_AIM OF THE EXERCISE_: Please return every line in the following data that includes the string "StoredMessage".

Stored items

──────

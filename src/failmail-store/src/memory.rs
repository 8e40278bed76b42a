/*
 * Failmail SMTP buffering relay
 * Copyright (C) 2022 the Failmail developers
 *
 * This program is free software: you can redistribute it and/or modify it under
 * the terms of the GNU General Public License as published by the Free Software
 * Foundation, either version 3 of the License, or any later version.
 *
 * This program is distributed in the hope that it will be useful, but WITHOUT
 * ANY WARRANTY; without even the implied warranty of MERCHANTABILITY or FITNESS
 * FOR A PARTICULAR PURPOSE.  See the GNU General Public License for more details.
 *
 * You should have received a copy of the GNU General Public License along with
 * this program. If not, see https://www.gnu.org/licenses/.
 *
*/
use crate::{MessageId, MessageStore, StoredMessage};
use failmail_common::message::ReceivedMessage;

/// A [`MessageStore`] that holds received messages in memory, newest first.
/// Nothing survives a restart; useful for tests and ephemeral deployments.
#[derive(Debug, Default)]
pub struct MemoryStore {
    inner: std::sync::Mutex<Inner>,
}

#[derive(Debug, Default)]
struct Inner {
    /// Sorted newest-first by receive time.
    messages: Vec<StoredMessage>,
    counter: u64,
}

impl MemoryStore {
    ///
    #[must_use]
    pub fn new() -> Self {
        Self::default()
    }
}

#[async_trait::async_trait]
impl MessageStore for MemoryStore {
    async fn add(
        &self,
        now: std::time::SystemTime,
        message: ReceivedMessage,
    ) -> anyhow::Result<MessageId> {
        let mut inner = self.inner.lock().expect("store mutex poisoned");

        let id = MessageId::Sequence(inner.counter);
        inner.counter += 1;

        let stored = StoredMessage {
            id: id.clone(),
            received: now,
            message: std::sync::Arc::new(message),
        };
        let at = inner
            .messages
            .partition_point(|m| m.received > stored.received);
        inner.messages.insert(at, stored);
        Ok(id)
    }

    async fn remove(&self, id: &MessageId) -> anyhow::Result<()> {
        let mut inner = self.inner.lock().expect("store mutex poisoned");
        inner.messages.retain(|m| &m.id != id);
        Ok(())
    }

    async fn messages_newer_than(
        &self,
        after: std::time::SystemTime,
    ) -> (Vec<StoredMessage>, Vec<anyhow::Error>) {
        let inner = self.inner.lock().expect("store mutex poisoned");

        let boundary = inner
            .messages
            .partition_point(|m| m.received > after);
        let mut result = inner.messages[..boundary].to_vec();
        result.reverse();
        (result, Vec::new())
    }
}

#[cfg(test)]
mod tests {
    use super::*;

    fn received(subject: &str) -> ReceivedMessage {
        ReceivedMessage::new(
            "<a@x>".to_string(),
            vec!["<b@y>".to_string()],
            None,
            format!("Subject: {subject}\r\n\r\nbody\r\n"),
        )
        .unwrap()
    }

    fn at(secs: u64) -> std::time::SystemTime {
        std::time::SystemTime::UNIX_EPOCH + std::time::Duration::from_secs(secs)
    }

    #[tokio::test]
    async fn add_then_remove_restores_the_initial_store() {
        let store = MemoryStore::new();
        let id = store.add(at(100), received("one")).await.unwrap();

        store.remove(&id).await.unwrap();
        let (messages, errors) = store.messages_newer_than(at(0)).await;
        assert!(messages.is_empty());
        assert!(errors.is_empty());

        // removal is idempotent
        store.remove(&id).await.unwrap();
    }

    #[tokio::test]
    async fn newer_than_is_strict_and_time_ordered() {
        let store = MemoryStore::new();
        // inserted out of order on purpose
        store.add(at(300), received("late")).await.unwrap();
        store.add(at(100), received("early")).await.unwrap();
        store.add(at(200), received("middle")).await.unwrap();

        let (messages, _) = store.messages_newer_than(at(100)).await;
        assert_eq!(
            messages
                .iter()
                .map(|m| m.message.mail.subject().to_string())
                .collect::<Vec<_>>(),
            ["middle", "late"]
        );

        let (all, _) = store.messages_newer_than(at(0)).await;
        assert_eq!(all.len(), 3);
        assert!(all.windows(2).all(|w| w[0].received <= w[1].received));
    }

    #[tokio::test]
    async fn ids_are_monotonic() {
        let store = MemoryStore::new();
        let first = store.add(at(1), received("a")).await.unwrap();
        let second = store.add(at(2), received("b")).await.unwrap();
        assert!(matches!(
            (first, second),
            (MessageId::Sequence(a), MessageId::Sequence(b)) if b > a
        ));
    }
}
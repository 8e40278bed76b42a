/*
 * Failmail SMTP buffering relay
 * Copyright (C) 2022 the Failmail developers
 *
 * This program is free software: you can redistribute it and/or modify it under
 * the terms of the GNU General Public License as published by the Free Software
 * Foundation, either version 3 of the License, or any later version.
 *
 * This program is distributed in the hope that it will be useful, but WITHOUT
 * ANY WARRANTY; without even the implied warranty of MERCHANTABILITY or FITNESS
 * FOR A PARTICULAR PURPOSE.  See the GNU General Public License for more details.
 *
 * You should have received a copy of the GNU General Public License along with
 * this program. If not, see https://www.gnu.org/licenses/.
 *
*/
use anyhow::Context;

/// Build the STARTTLS server configuration from the receiver's PEM files,
/// when both are configured.
///
/// # Errors
///
/// * a file cannot be read
/// * no certificate or no supported private key in the PEM data
/// * the certificate/key pair is rejected
pub fn get_rustls_config(
    config: &crate::Config,
) -> anyhow::Result<Option<rustls::ServerConfig>> {
    let (Some(cert_path), Some(key_path)) = (
        &config.receiver.tls_certificate,
        &config.receiver.tls_private_key,
    ) else {
        return Ok(None);
    };

    let certs = read_certificates(cert_path)?;
    anyhow::ensure!(
        !certs.is_empty(),
        "no certificate found in `{}`",
        cert_path.display()
    );
    let key = read_private_key(key_path)?;

    let tls_config = rustls::ServerConfig::builder()
        .with_safe_defaults()
        .with_no_client_auth()
        .with_single_cert(certs, key)
        .context("cannot initialize tls config")?;

    Ok(Some(tls_config))
}

fn read_certificates(path: &std::path::Path) -> anyhow::Result<Vec<rustls::Certificate>> {
    let mut reader = std::io::BufReader::new(
        std::fs::File::open(path)
            .with_context(|| format!("cannot read certificate `{}`", path.display()))?,
    );
    Ok(rustls_pemfile::certs(&mut reader)?
        .into_iter()
        .map(rustls::Certificate)
        .collect())
}

fn read_private_key(path: &std::path::Path) -> anyhow::Result<rustls::PrivateKey> {
    let raw = std::fs::read(path)
        .with_context(|| format!("cannot read private key `{}`", path.display()))?;

    for parser in [rustls_pemfile::pkcs8_private_keys, rustls_pemfile::rsa_private_keys] {
        let mut reader = std::io::BufReader::new(raw.as_slice());
        if let Some(key) = parser(&mut reader)?.into_iter().next() {
            return Ok(rustls::PrivateKey(key));
        }
    }
    anyhow::bail!("no supported private key in `{}`", path.display())
}

#[cfg(test)]
mod tests {
    use super::*;

    #[test]
    fn disabled_without_both_files() {
        let mut config = crate::Config::default();
        assert!(get_rustls_config(&config).unwrap().is_none());

        // one file alone leaves TLS off, as the original did
        config.receiver.tls_certificate = Some("cert.pem".into());
        assert!(get_rustls_config(&config).unwrap().is_none());
    }

    #[test]
    fn missing_files_are_an_error() {
        let mut config = crate::Config::default();
        config.receiver.tls_certificate = Some("/nonexistent/cert.pem".into());
        config.receiver.tls_private_key = Some("/nonexistent/key.pem".into());
        assert!(get_rustls_config(&config).is_err());
    }
}
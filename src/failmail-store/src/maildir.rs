/*
 * Failmail SMTP buffering relay
 * Copyright (C) 2022 the Failmail developers
 *
 * This program is free software: you can redistribute it and/or modify it under
 * the terms of the GNU General Public License as published by the Free Software
 * Foundation, either version 3 of the License, or any later version.
 *
 * This program is distributed in the hope that it will be useful, but WITHOUT
 * ANY WARRANTY; without even the implied warranty of MERCHANTABILITY or FITNESS
 * FOR A PARTICULAR PURPOSE.  See the GNU General Public License for more details.
 *
 * You should have received a copy of the GNU General Public License along with
 * this program. If not, see https://www.gnu.org/licenses/.
 *
*/
use anyhow::Context;

/// The host/pid identity stamped into maildir file names. Injected rather
/// than read from globals so tests control it.
#[derive(Debug, Clone)]
pub struct MaildirIdentity {
    /// Host part of generated names.
    pub host: String,
    /// Pid part of generated names.
    pub pid: u32,
}

impl MaildirIdentity {
    /// Identity of the running process.
    #[must_use]
    pub fn local(host: String) -> Self {
        Self {
            host,
            pid: std::process::id(),
        }
    }
}

/// A maildir under one root directory: `cur/`, `new/`, `tmp/`, plus the
/// non-standard `.meta/` used by [`crate::DiskStore`].
///
/// Content files are delivered as `cur/<name>:2,S`; `<name>` follows the
/// `<unix-seconds>.<pid>_<counter>.<host>` pattern with a counter monotonic
/// within this instance.
#[derive(Debug)]
pub struct Maildir {
    root: std::path::PathBuf,
    identity: MaildirIdentity,
    counter: std::sync::atomic::AtomicU64,
}

/// Flag suffix of delivered ("seen") maildir content files.
const CUR_SUFFIX: &str = ":2,S";

impl Maildir {
    /// Open the maildir at `root`, creating it and its subdirectories when
    /// missing.
    ///
    /// # Errors
    ///
    /// * a subdirectory could not be created
    pub fn create(
        root: impl Into<std::path::PathBuf>,
        identity: MaildirIdentity,
    ) -> anyhow::Result<Self> {
        let root = root.into();
        for sub in [".", "cur", "new", "tmp", ".meta"] {
            let dir = root.join(sub);
            std::fs::create_dir_all(&dir)
                .with_context(|| format!("could not create maildir directory `{}`", dir.display()))?;
        }
        Ok(Self {
            root,
            identity,
            counter: std::sync::atomic::AtomicU64::new(0),
        })
    }

    ///
    #[must_use]
    pub fn root(&self) -> &std::path::Path {
        &self.root
    }

    /// The next unique name for an incoming message.
    fn next_unique_name(&self, now: std::time::SystemTime) -> String {
        let unix = now
            .duration_since(std::time::SystemTime::UNIX_EPOCH)
            .unwrap_or_default()
            .as_secs();
        let counter = self
            .counter
            .fetch_add(1, std::sync::atomic::Ordering::Relaxed)
            + 1;
        format!(
            "{unix}.{pid}_{counter}.{host}",
            pid = self.identity.pid,
            host = self.identity.host
        )
    }

    /// Write a new message: create in `tmp/`, fsync, rename into `cur/`.
    /// Returns the generated name.
    ///
    /// # Errors
    ///
    /// * the file could not be written, synced or renamed
    pub fn write(&self, now: std::time::SystemTime, bytes: &[u8]) -> anyhow::Result<String> {
        let name = self.next_unique_name(now);
        let tmp = self.root.join("tmp").join(&name);
        let cur = self.content_path(&name);

        {
            let mut file = std::fs::File::create(&tmp)
                .with_context(|| format!("could not create `{}`", tmp.display()))?;
            std::io::Write::write_all(&mut file, bytes)
                .with_context(|| format!("could not write `{}`", tmp.display()))?;
            file.sync_all()
                .with_context(|| format!("could not sync `{}`", tmp.display()))?;
        }

        std::fs::rename(&tmp, &cur)
            .with_context(|| format!("could not deliver `{}`", cur.display()))?;
        Ok(name)
    }

    /// Path of a message's content file.
    #[must_use]
    pub fn content_path(&self, name: &str) -> std::path::PathBuf {
        self.root.join("cur").join(format!("{name}{CUR_SUFFIX}"))
    }

    /// Path of a message's metadata file.
    #[must_use]
    pub fn meta_path(&self, name: &str) -> std::path::PathBuf {
        self.root.join(".meta").join(format!("{name}.json"))
    }

    /// The names and modification times of every metadata file.
    ///
    /// # Errors
    ///
    /// * the `.meta` directory could not be read
    pub fn list_meta(&self) -> anyhow::Result<Vec<(String, std::time::SystemTime)>> {
        let dir = self.root.join(".meta");
        let mut entries = Vec::new();
        for entry in dir
            .read_dir()
            .with_context(|| format!("could not list `{}`", dir.display()))?
        {
            let entry = entry?;
            if entry.file_type()?.is_dir() {
                continue;
            }
            let Some(name) = entry
                .file_name()
                .to_str()
                .and_then(|n| n.strip_suffix(".json"))
                .map(str::to_string)
            else {
                continue;
            };
            entries.push((name, entry.metadata()?.modified()?));
        }
        Ok(entries)
    }

    /// Read a message's content file.
    ///
    /// # Errors
    ///
    /// * the content file is missing or unreadable
    pub fn read_bytes(&self, name: &str) -> anyhow::Result<Vec<u8>> {
        let path = self.content_path(name);
        std::fs::read(&path).with_context(|| format!("could not read `{}`", path.display()))
    }

    /// Remove a message's content file. Removing an absent file succeeds.
    ///
    /// # Errors
    ///
    /// * the removal failed for a reason other than the file being gone
    pub fn remove(&self, name: &str) -> anyhow::Result<()> {
        remove_if_present(&self.content_path(name))
    }
}

pub(crate) fn remove_if_present(path: &std::path::Path) -> anyhow::Result<()> {
    match std::fs::remove_file(path) {
        Ok(()) => Ok(()),
        Err(e) if e.kind() == std::io::ErrorKind::NotFound => Ok(()),
        Err(e) => Err(e).with_context(|| format!("could not remove `{}`", path.display())),
    }
}

#[cfg(test)]
mod tests {
    use super::*;

    fn identity() -> MaildirIdentity {
        MaildirIdentity {
            host: "testhost".to_string(),
            pid: 42,
        }
    }

    #[test]
    fn creates_subdirectories() {
        let dir = tempfile::tempdir().unwrap();
        Maildir::create(dir.path().join("md"), identity()).unwrap();

        for sub in ["cur", "new", "tmp", ".meta"] {
            assert!(dir.path().join("md").join(sub).is_dir(), "{sub} missing");
        }
    }

    #[test]
    fn write_then_read_round_trip() {
        let dir = tempfile::tempdir().unwrap();
        let maildir = Maildir::create(dir.path(), identity()).unwrap();

        let now = std::time::SystemTime::UNIX_EPOCH + std::time::Duration::from_secs(1_393_650_000);
        let name = maildir.write(now, b"Subject: test\r\n\r\nbody\r\n").unwrap();

        assert_eq!(name, "1393650000.42_1.testhost");
        assert!(maildir.content_path(&name).ends_with("cur/1393650000.42_1.testhost:2,S"));
        assert_eq!(
            maildir.read_bytes(&name).unwrap(),
            b"Subject: test\r\n\r\nbody\r\n"
        );
        // nothing left behind in tmp
        assert_eq!(std::fs::read_dir(dir.path().join("tmp")).unwrap().count(), 0);
    }

    #[test]
    fn names_are_unique_within_an_instance() {
        let dir = tempfile::tempdir().unwrap();
        let maildir = Maildir::create(dir.path(), identity()).unwrap();

        let now = std::time::SystemTime::now();
        let first = maildir.write(now, b"a").unwrap();
        let second = maildir.write(now, b"b").unwrap();
        assert_ne!(first, second);
    }

    #[test]
    fn remove_is_idempotent() {
        let dir = tempfile::tempdir().unwrap();
        let maildir = Maildir::create(dir.path(), identity()).unwrap();

        let name = maildir.write(std::time::SystemTime::now(), b"x").unwrap();
        maildir.remove(&name).unwrap();
        maildir.remove(&name).unwrap();
        assert!(maildir.read_bytes(&name).is_err());
    }
}
/*
 * Failmail SMTP buffering relay
 * Copyright (C) 2022 the Failmail developers
 *
 * This program is free software: you can redistribute it and/or modify it under
 * the terms of the GNU General Public License as published by the Free Software
 * Foundation, either version 3 of the License, or any later version.
 *
 * This program is distributed in the hope that it will be useful, but WITHOUT
 * ANY WARRANTY; without even the implied warranty of MERCHANTABILITY or FITNESS
 * FOR A PARTICULAR PURPOSE.  See the GNU General Public License for more details.
 *
 * You should have received a copy of the GNU General Public License along with
 * this program. If not, see https://www.gnu.org/licenses/.
 *
*/
use crate::Args;

/// Initialize the tracing subsystem: an `EnvFilter` built from `RUST_LOG`
/// or `--log-level`, writing to stderr or to `--log-file`.
///
/// The returned guard must be kept alive for the lifetime of the process;
/// dropping it flushes the file writer.
///
/// # Errors
///
/// * the log file's directory does not exist
/// * the filter directive does not parse
/// * a global subscriber is already installed
pub fn initialize(args: &Args) -> anyhow::Result<Option<tracing_appender::non_blocking::WorkerGuard>> {
    use tracing_subscriber::{layer::SubscriberExt, util::SubscriberInitExt};

    let filter = match &args.log_level {
        Some(directive) => tracing_subscriber::EnvFilter::try_new(directive)?,
        None => tracing_subscriber::EnvFilter::try_from_default_env()
            .unwrap_or_else(|_| tracing_subscriber::EnvFilter::new("info")),
    };

    let subscriber = tracing_subscriber::registry().with(filter);

    match &args.log_file {
        Some(path) => {
            let (directory, file_name) = match (
                path.parent(),
                path.file_name().and_then(std::ffi::OsStr::to_str),
            ) {
                (Some(directory), Some(file_name)) => (directory, file_name),
                _ => anyhow::bail!("log file path `{}` is not valid", path.display()),
            };
            let (writer, guard) =
                tracing_appender::non_blocking(tracing_appender::rolling::never(
                    if directory.as_os_str().is_empty() {
                        std::path::Path::new(".")
                    } else {
                        directory
                    },
                    file_name,
                ));

            subscriber
                .with(
                    tracing_subscriber::fmt::layer()
                        .compact()
                        .with_ansi(false)
                        .with_writer(writer),
                )
                .try_init()
                .map_err(|e| anyhow::anyhow!("{e}"))?;
            Ok(Some(guard))
        }
        None => {
            subscriber
                .with(
                    tracing_subscriber::fmt::layer()
                        .compact()
                        .with_writer(std::io::stderr),
                )
                .try_init()
                .map_err(|e| anyhow::anyhow!("{e}"))?;
            Ok(None)
        }
    }
}
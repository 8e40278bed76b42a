//! failmail-common
//!
//! Shared data model of the failmail SMTP buffering relay: the SMTP grammar,
//! reply formatting, the received-message representation, summary compaction
//! and the small helpers (address normalization, rate counting) used by the
//! server crates.

#![doc(html_no_source)]
#![deny(missing_docs)]
//
#![warn(clippy::all)]
#![warn(clippy::pedantic)]
#![warn(clippy::nursery)]
//
#![allow(clippy::doc_markdown)]
#![allow(clippy::use_self)]

mod address;
mod event;
mod keys;
mod rate;
mod reply;
mod summary;

/// Abstraction over the libc calls used for socket inheritance.
pub mod libc_abstraction;
/// RFC822 message parsing and the received-message representation.
pub mod message;

pub use address::{normalize_address, AddressRewriter};
pub use event::{Event, ParseCommandError};
pub use keys::KeyExpr;
pub use rate::RateCounter;
pub use reply::Reply;
pub use summary::{
    compact, plural, summarize, OutgoingMessage, SummaryMessage, UniqueMessage,
};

──────

_WRITTEN ANSWER_:
use crate::{MessageId, MessageStore, StoredMessage};
    messages: Vec<StoredMessage>,
        let stored = StoredMessage {
    ) -> (Vec<StoredMessage>, Vec<anyhow::Error>) {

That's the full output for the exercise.